■ **Exercise description**
Find the line with "-> Result<SearchOutcome, RecordError>" in the records below. Copy it and every line after it, up to and including the line with "found a path".

■ **Collected data**
- Opening Delimiter -

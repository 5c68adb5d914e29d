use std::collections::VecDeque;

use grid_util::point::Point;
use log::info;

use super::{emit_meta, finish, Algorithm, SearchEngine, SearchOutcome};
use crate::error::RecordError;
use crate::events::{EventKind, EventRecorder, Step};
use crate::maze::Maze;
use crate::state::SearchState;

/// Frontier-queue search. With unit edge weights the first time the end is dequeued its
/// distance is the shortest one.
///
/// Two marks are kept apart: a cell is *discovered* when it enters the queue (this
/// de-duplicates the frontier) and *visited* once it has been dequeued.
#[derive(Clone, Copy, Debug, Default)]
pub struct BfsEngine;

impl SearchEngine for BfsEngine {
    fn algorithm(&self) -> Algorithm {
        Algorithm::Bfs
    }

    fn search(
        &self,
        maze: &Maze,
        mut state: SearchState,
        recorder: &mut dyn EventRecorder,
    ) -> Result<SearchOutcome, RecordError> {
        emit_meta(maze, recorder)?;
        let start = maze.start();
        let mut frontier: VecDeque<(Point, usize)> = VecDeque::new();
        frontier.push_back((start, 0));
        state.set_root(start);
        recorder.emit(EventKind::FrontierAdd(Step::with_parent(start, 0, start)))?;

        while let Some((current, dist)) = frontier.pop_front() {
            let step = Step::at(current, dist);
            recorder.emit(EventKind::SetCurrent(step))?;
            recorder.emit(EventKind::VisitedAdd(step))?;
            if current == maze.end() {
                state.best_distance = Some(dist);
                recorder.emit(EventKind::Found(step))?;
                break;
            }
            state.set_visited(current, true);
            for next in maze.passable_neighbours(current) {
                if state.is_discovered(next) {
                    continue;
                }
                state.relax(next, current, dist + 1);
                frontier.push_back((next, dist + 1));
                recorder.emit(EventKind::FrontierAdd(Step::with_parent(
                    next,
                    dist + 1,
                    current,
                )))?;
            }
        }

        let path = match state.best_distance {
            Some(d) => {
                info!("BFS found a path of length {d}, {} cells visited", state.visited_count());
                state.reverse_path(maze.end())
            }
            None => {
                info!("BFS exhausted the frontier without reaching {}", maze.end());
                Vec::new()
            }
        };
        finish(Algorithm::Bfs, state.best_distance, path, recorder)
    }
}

- Closing Delimiter -

■ **Your solution**
    ) -> Result<SearchOutcome, RecordError> {
        emit_meta(maze, recorder)?;
        let start = maze.start();
        let mut frontier: VecDeque<(Point, usize)> = VecDeque::new();
        frontier.push_back((start, 0));
        state.set_root(start);
        recorder.emit(EventKind::FrontierAdd(Step::with_parent(start, 0, start)))?;

        while let Some((current, dist)) = frontier.pop_front() {
            let step = Step::at(current, dist);
            recorder.emit(EventKind::SetCurrent(step))?;
            recorder.emit(EventKind::VisitedAdd(step))?;
            if current == maze.end() {
                state.best_distance = Some(dist);
                recorder.emit(EventKind::Found(step))?;
                break;
            }
            state.set_visited(current, true);
            for next in maze.passable_neighbours(current) {
                if state.is_discovered(next) {
                    continue;
                }
                state.relax(next, current, dist + 1);
                frontier.push_back((next, dist + 1));
                recorder.emit(EventKind::FrontierAdd(Step::with_parent(
                    next,
                    dist + 1,
                    current,
                )))?;
            }
        }

        let path = match state.best_distance {
            Some(d) => {
                info!("BFS found a path of length {d}, {} cells visited", state.visited_count());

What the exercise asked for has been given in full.